Текст книги "Старый камердинер"
Автор книги: Клавдия Лукашевич
Жанр: Детская проза, Детские книги
Возрастные ограничения: +12
сообщить о неприемлемом содержимом
Текущая страница: 2 (всего у книги 2 страниц)
V
Страшная, негаданная беда разразилась над Иванковым. В один злополучный осенний день на широкий двор усадьбы, громко звеня колокольцами, влетели две тройки. Все население, не только Иванкова, но и соседнего, ближнего села сбежалось из углов взглянуть на приезжих. Приезжие были люди не маленькие. Сам исправник, становой, полицейские.
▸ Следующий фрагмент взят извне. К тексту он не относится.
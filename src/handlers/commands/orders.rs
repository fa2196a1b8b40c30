//! Orders command handler
//!
//! Lists the customer's existing orders via the backend API.

use teloxide::{Bot, types::Message, prelude::Requester};
use tracing::{debug, warn};

use crate::services::ServiceFactory;
use crate::services::notification::{format_order_list, UNAVAILABLE_NOTICE};
use crate::utils::errors::{FlowerBotError, Result};

/// Handle /orders command and the "📦 Мои заказы" menu action
pub async fn handle_orders(bot: Bot, msg: Message, services: &ServiceFactory) -> Result<()> {
    let user = msg.from.as_ref().ok_or_else(|| {
        FlowerBotError::InvalidInput("No user in message".to_string())
    })?;
    let user_id = user.id.0 as i64;

    debug!(user_id = user_id, "Fetching order list");

    match services.backend.list_orders(user_id).await {
        Ok(orders) => {
            bot.send_message(msg.chat.id, format_order_list(&orders)).await?;
        }
        Err(e) => {
            warn!(user_id = user_id, error = %e, "Failed to fetch orders from backend");
            bot.send_message(msg.chat.id, UNAVAILABLE_NOTICE).await?;
        }
    }

    Ok(())
}
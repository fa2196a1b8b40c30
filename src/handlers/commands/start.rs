//! Start command handler
//!
//! Handles the /start command: best-effort registration with the backend
//! and the main menu with the catalog web-app button. Exempt from the
//! availability gate so the menu is reachable during backend outages.

use teloxide::{Bot, types::Message};
use tracing::{debug, info, warn};

use crate::services::{ServiceFactory, TelegramRegisterRequest, RegistrationOutcome};
use crate::services::notification::WELCOME_TEXT;
use crate::utils::errors::{FlowerBotError, Result};
use crate::utils::logging::log_user_action;

/// Handle /start command - main entry point for customers
pub async fn handle_start(_bot: Bot, msg: Message, services: &ServiceFactory) -> Result<()> {
    let user = msg.from.as_ref().ok_or_else(|| {
        FlowerBotError::InvalidInput("No user in message".to_string())
    })?;

    let user_id = user.id.0 as i64;
    debug!(user_id = user_id, chat_id = ?msg.chat.id, "Processing /start command");

    // Registration must never block the welcome; the backend may be down
    // and /start is exempt from the gate.
    let request = TelegramRegisterRequest {
        telegram_id: user_id,
        first_name: Some(user.first_name.clone()),
        last_name: user.last_name.clone(),
        username: user.username.clone(),
    };
    match services.backend.register_user(&request).await {
        Ok(RegistrationOutcome::Registered) => {
            info!(user_id = user_id, "User registered with backend");
        }
        Ok(RegistrationOutcome::AlreadyRegistered) => {
            debug!(user_id = user_id, "User already registered with backend");
        }
        Err(e) => {
            warn!(user_id = user_id, error = %e, "Backend registration failed, continuing");
        }
    }

    services.notifications.send_menu(msg.chat.id, WELCOME_TEXT).await?;
    log_user_action(user_id, "start", None);

    Ok(())
}
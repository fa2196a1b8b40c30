//! Backend availability probe
//!
//! Caches the result of the backend health check so a burst of inbound
//! messages issues at most one probe per interval. The cache timestamp is
//! advanced after every completed attempt, success or failure, to keep the
//! interval floor during outages as well.

use std::sync::Arc;
use std::time::{Duration, Instant};
use reqwest::Client;
use tokio::sync::Mutex;
use tokio::task::JoinHandle;
use tracing::{debug, info, warn};

use crate::config::BackendConfig;
use crate::utils::errors::{FlowerBotError, Result};

#[derive(Debug)]
struct ProbeState {
    available: bool,
    last_check: Option<Instant>,
    checking: bool,
}

/// Cached health check against the backend API
#[derive(Debug)]
pub struct AvailabilityProbe {
    client: Client,
    health_url: String,
    check_interval: Duration,
    state: Mutex<ProbeState>,
}

impl AvailabilityProbe {
    /// Create a new probe; no request is made until the first `check`
    pub fn new(config: &BackendConfig) -> Result<Self> {
        let client = Client::builder()
            .timeout(Duration::from_secs(config.health_timeout_secs))
            .user_agent("FlowerBot/1.0")
            .build()
            .map_err(FlowerBotError::Http)?;

        Ok(Self {
            client,
            health_url: format!("{}/health", config.api_url.trim_end_matches('/')),
            check_interval: Duration::from_secs(config.check_interval_secs),
            state: Mutex::new(ProbeState {
                available: false,
                last_check: None,
                checking: false,
            }),
        })
    }

    /// Current backend availability.
    ///
    /// Returns the cached value when the cache is fresh or another check is
    /// already in flight; otherwise performs one bounded health request.
    /// Any failure counts as unavailable. The lock is released before the
    /// request and reacquired to publish the result.
    pub async fn check(&self) -> bool {
        {
            let mut state = self.state.lock().await;
            if state.checking {
                return state.available;
            }
            if let Some(last) = state.last_check {
                if last.elapsed() < self.check_interval {
                    return state.available;
                }
            }
            state.checking = true;
        }

        let available = match self.client.get(&self.health_url).send().await {
            Ok(response) => {
                let ok = response.status().is_success();
                if !ok {
                    warn!(status = %response.status(), "Backend health check returned non-success status");
                }
                ok
            }
            Err(e) => {
                warn!(error = %e, "Backend health check failed");
                false
            }
        };

        let mut state = self.state.lock().await;
        state.available = available;
        state.checking = false;
        state.last_check = Some(Instant::now());
        debug!(available = available, "Backend availability updated");

        available
    }

    /// Spawn a periodic refresh independent of request traffic.
    ///
    /// The in-flight flag keeps the timer from overlapping a check already
    /// triggered by a handler. The returned handle is aborted on shutdown.
    pub fn spawn_refresh(self: Arc<Self>) -> JoinHandle<()> {
        let interval = self.check_interval;
        tokio::spawn(async move {
            let mut ticker = tokio::time::interval(interval);
            loop {
                ticker.tick().await;
                let available = self.check().await;
                if !available {
                    info!("Periodic check: backend services unavailable");
                }
            }
        })
    }
}
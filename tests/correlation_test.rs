//! Staff reply correlation tests
//!
//! Covers the fallback chain used to find the customer behind a staff
//! reply: the reply-link map, the id marker in the message text, then
//! the forward-origin metadata.

mod helpers;

use helpers::test_data::{
    create_staff_reply, create_test_message, with_forward_origin, with_message_id,
};

use FlowerBot::handlers::messages::resolve_customer;
use FlowerBot::models::order::OrderDraft;
use FlowerBot::services::notification::staff_notification;
use FlowerBot::state::{ReplyLinkStore, extract_customer_id};

const STAFF_CHAT: i64 = -1001234567890;

#[tokio::test]
async fn test_link_map_is_preferred() {
    let links = ReplyLinkStore::new();
    links.record(42, 111).await;

    // The text carries a different id; the recorded link must win
    let target = with_message_id(
        create_test_message(999, STAFF_CHAT, "Telegram ID: 222"),
        42,
    );

    assert_eq!(resolve_customer(&links, &target).await, Some(111));
}

#[tokio::test]
async fn test_marker_fallback_when_link_missing() {
    let links = ReplyLinkStore::new();

    let target = with_message_id(
        create_test_message(999, STAFF_CHAT, "🌸 Новый заказ\nTelegram ID: 333\nТелефон: +7"),
        42,
    );

    assert_eq!(resolve_customer(&links, &target).await, Some(333));
}

#[tokio::test]
async fn test_forward_origin_fallback() {
    let links = ReplyLinkStore::new();

    let target = with_forward_origin(
        create_test_message(999, STAFF_CHAT, "forwarded customer question"),
        444,
    );

    assert_eq!(resolve_customer(&links, &target).await, Some(444));
}

#[tokio::test]
async fn test_uncorrelatable_message_resolves_to_none() {
    let links = ReplyLinkStore::new();
    let target = create_test_message(999, STAFF_CHAT, "internal chatter, no ids here");

    assert_eq!(resolve_customer(&links, &target).await, None);
}

#[tokio::test]
async fn test_reply_target_is_taken_from_the_replied_message() {
    let links = ReplyLinkStore::new();
    links.record(42, 111).await;

    let notification = with_message_id(
        create_test_message(999, STAFF_CHAT, "🌸 Новый заказ"),
        42,
    );
    let staff_reply = create_staff_reply(STAFF_CHAT, notification, "Ваш заказ готов!");

    let target = staff_reply.reply_to_message().expect("fixture carries a reply target");
    assert_eq!(resolve_customer(&links, target).await, Some(111));
}

#[tokio::test]
async fn test_staff_notification_round_trips_through_marker() {
    let links = ReplyLinkStore::new();
    let draft = OrderDraft::new(555, "Анна");
    let text = staff_notification(&draft);

    assert_eq!(extract_customer_id(&text), Some(555));

    // Same text pasted into a reply target without a recorded link
    let target = create_test_message(999, STAFF_CHAT, &text);
    assert_eq!(resolve_customer(&links, &target).await, Some(555));
}
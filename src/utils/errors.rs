//! Error handling for FlowerBot
//!
//! This module defines the main error types used throughout the application
//! and provides a unified error handling strategy.

use thiserror::Error;

/// Main error type for the FlowerBot application
#[derive(Error, Debug)]
pub enum FlowerBotError {
    #[error("Telegram API error: {0}")]
    Telegram(#[from] teloxide::RequestError),

    #[error("Backend API error: {0}")]
    Backend(#[from] BackendError),

    #[error("Configuration error: {0}")]
    Config(String),

    #[error("HTTP request error: {0}")]
    Http(#[from] reqwest::Error),

    #[error("Serialization error: {0}")]
    Serialization(#[from] serde_json::Error),

    #[error("I/O error: {0}")]
    Io(#[from] std::io::Error),

    #[error("URL parsing error: {0}")]
    UrlParse(#[from] url::ParseError),

    #[error("Reply correlation failed: {0}")]
    Correlation(String),

    #[error("Invalid input: {0}")]
    InvalidInput(String),

    #[error("Service unavailable: {0}")]
    ServiceUnavailable(String),
}

/// Flower shop backend API specific errors
#[derive(Error, Debug)]
pub enum BackendError {
    #[error("Backend request failed: {0}")]
    RequestFailed(String),

    #[error("Backend request timed out")]
    Timeout,

    #[error("Invalid backend response: {0}")]
    InvalidResponse(String),

    #[error("Backend service unavailable")]
    ServiceUnavailable,
}

/// Result type alias for FlowerBot operations
pub type Result<T> = std::result::Result<T, FlowerBotError>;

impl FlowerBotError {
    /// Check if the error is recoverable
    pub fn is_recoverable(&self) -> bool {
        match self {
            FlowerBotError::Telegram(_) => true,
            FlowerBotError::Backend(_) => true,
            FlowerBotError::Config(_) => false,
            FlowerBotError::Http(_) => true,
            FlowerBotError::Serialization(_) => false,
            FlowerBotError::Io(_) => true,
            FlowerBotError::UrlParse(_) => false,
            FlowerBotError::Correlation(_) => true,
            FlowerBotError::InvalidInput(_) => false,
            FlowerBotError::ServiceUnavailable(_) => true,
        }
    }
}

#[cfg(test)]
mod tests {
    use super::*;

    #[test]
    fn test_recoverability() {
        assert!(FlowerBotError::Backend(BackendError::Timeout).is_recoverable());
        assert!(FlowerBotError::Correlation("no marker".to_string()).is_recoverable());
        assert!(!FlowerBotError::Config("missing token".to_string()).is_recoverable());
    }

    #[test]
    fn test_backend_error_display() {
        let err = FlowerBotError::Backend(BackendError::ServiceUnavailable);
        assert_eq!(err.to_string(), "Backend API error: Backend service unavailable");
    }
}
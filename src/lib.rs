//! Grishex: a small statically-typed smart-contract language.
//!
//! Source text flows through four engines: the [`lexer`] scans it into
//! positioned tokens, the [`parser`] builds an AST, the [`compiler`]
//! lowers the AST into a contract-keyed bytecode artifact, and the
//! [`vm`] executes that artifact with per-contract persistent storage,
//! event logging, and gas accounting. Each stage consumes only the
//! previous stage's output and never mutates it.

pub mod ast;
pub mod bytecode;
pub mod compiler;
pub mod diagnostic;
pub mod lexer;
pub mod parser;
pub mod span;
pub mod symbol;
pub mod token;
pub mod value;
pub mod vm;

pub use bytecode::Bytecode;
pub use compiler::Compiler;
pub use diagnostic::{render_diagnostics, Diagnostic};
pub use lexer::tokenize;
pub use parser::parse;
pub use token::{Token, TokenKind};
pub use value::Value;
pub use vm::{LogEntry, Vm, VmError, VmStats};

/// Run the frontend pipeline on a source string: tokenize, parse, and
/// compile. Returns the artifact, or the parse/compile diagnostics.
pub fn compile_source(source: &str) -> Result<Bytecode, Vec<Diagnostic>> {
    let tokens = lexer::tokenize(source);
    let (program, parse_errors) = parser::parse(tokens);
    if !parse_errors.is_empty() {
        return Err(parse_errors);
    }
    let mut compiler = Compiler::new();
    let (bytecode, errors) = compiler.compile(&program);
    if !errors.is_empty() {
        return Err(errors);
    }
    Ok(bytecode)
}
mod cli;

use clap::{Parser, Subcommand};

use cli::build::BuildArgs;
use cli::check::CheckArgs;
use cli::run::RunArgs;

#[derive(Parser)]
#[command(
    name = "grishex",
    version,
    about = "Grishex compiler and virtual machine"
)]
struct Cli {
    #[command(subcommand)]
    command: Command,
}

#[derive(Subcommand)]
enum Command {
    /// Compile a .grx file to a JSON bytecode artifact
    Build(BuildArgs),
    /// Parse and compile without writing an artifact
    Check(CheckArgs),
    /// Compile, deploy, and execute a contract function
    Run(RunArgs),
}

fn main() {
    let cli = Cli::parse();

    match cli.command {
        Command::Build(args) => cli::build::cmd_build(args),
        Command::Check(args) => cli::check::cmd_check(args),
        Command::Run(args) => cli::run::cmd_run(args),
    }
}
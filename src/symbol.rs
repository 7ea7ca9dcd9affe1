//! Symbol tables for compilation.
//!
//! Tables form a chain of frames (global → contract → function →
//! block). `define` touches only the innermost frame, `resolve` walks
//! the chain outward. Tables are scoped to one `compile` invocation and
//! discarded afterwards, so two compilations cannot cross-contaminate.

use std::collections::HashMap;

use crate::bytecode::Param;

/// A named entry in a symbol table.
#[derive(Clone, Debug, PartialEq)]
pub enum Symbol {
    Contract,
    Interface,
    Struct,
    Enum,
    EnumValue {
        enum_name: String,
        value: i64,
    },
    Function {
        return_type: Option<String>,
        is_view: bool,
        is_private: bool,
    },
    Param {
        ty: String,
        index: usize,
    },
    Local {
        ty: String,
        index: usize,
    },
    StateVar {
        ty: String,
        offset: usize,
    },
    Event {
        params: Vec<Param>,
    },
}

/// A chain of name → symbol frames.
pub struct SymbolTable {
    frames: Vec<HashMap<String, Symbol>>,
}

impl SymbolTable {
    /// A fresh table with only the global frame.
    pub fn new() -> Self {
        Self {
            frames: vec![HashMap::new()],
        }
    }

    pub fn push_frame(&mut self) {
        self.frames.push(HashMap::new());
    }

    pub fn pop_frame(&mut self) {
        debug_assert!(self.frames.len() > 1, "cannot pop the global frame");
        self.frames.pop();
    }

    /// Define `name` in the innermost frame. Names are unique within a
    /// frame; redefinition is rejected.
    pub fn define(&mut self, name: &str, symbol: Symbol) -> bool {
        let frame = self.frames.last_mut().expect("at least the global frame");
        if frame.contains_key(name) {
            return false;
        }
        frame.insert(name.to_string(), symbol);
        true
    }

    /// Walk the chain from the innermost frame outward.
    pub fn resolve(&self, name: &str) -> Option<&Symbol> {
        self.frames.iter().rev().find_map(|frame| frame.get(name))
    }

    /// Look only in the innermost frame.
    pub fn contains_local(&self, name: &str) -> bool {
        self.frames
            .last()
            .map(|frame| frame.contains_key(name))
            .unwrap_or(false)
    }

    /// Look only in the global frame (top-level declarations).
    pub fn resolve_global(&self, name: &str) -> Option<&Symbol> {
        self.frames[0].get(name)
    }

    pub fn contains_global(&self, name: &str) -> bool {
        self.frames[0].contains_key(name)
    }
}

impl Default for SymbolTable {
    fn default() -> Self {
        Self::new()
    }
}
Все догадались, что стряслась беда, но никто не знал, в чем дело. Все сразу решили, что не за хорошим делом пожаловали нежданные гости. Никто не понимал, что случилось. Всюду виднелись испуганные лица, все разговаривали шепотом, бабы плакали. Сначала приезжие вошли в дом, и оттуда вышел Осип Ильич, бледный, дрожащий, и приказал чтобы все шли в семейную и никто бы не смел оттуда выходить. Все заволновались, заговорили:
– Осип Ильич, скажи, родимый, откуда беда?
– Продал нас барин, что ли?
– Продано Иванково? Что нами-то будет?
– Ничего не знаю! Молчите!.. Слышь, обыскивать станут, – ответил Осип дрожащим голосом.
– Обыскивать? кого обыскивать?! Разве мы воры? – волновались дворовые.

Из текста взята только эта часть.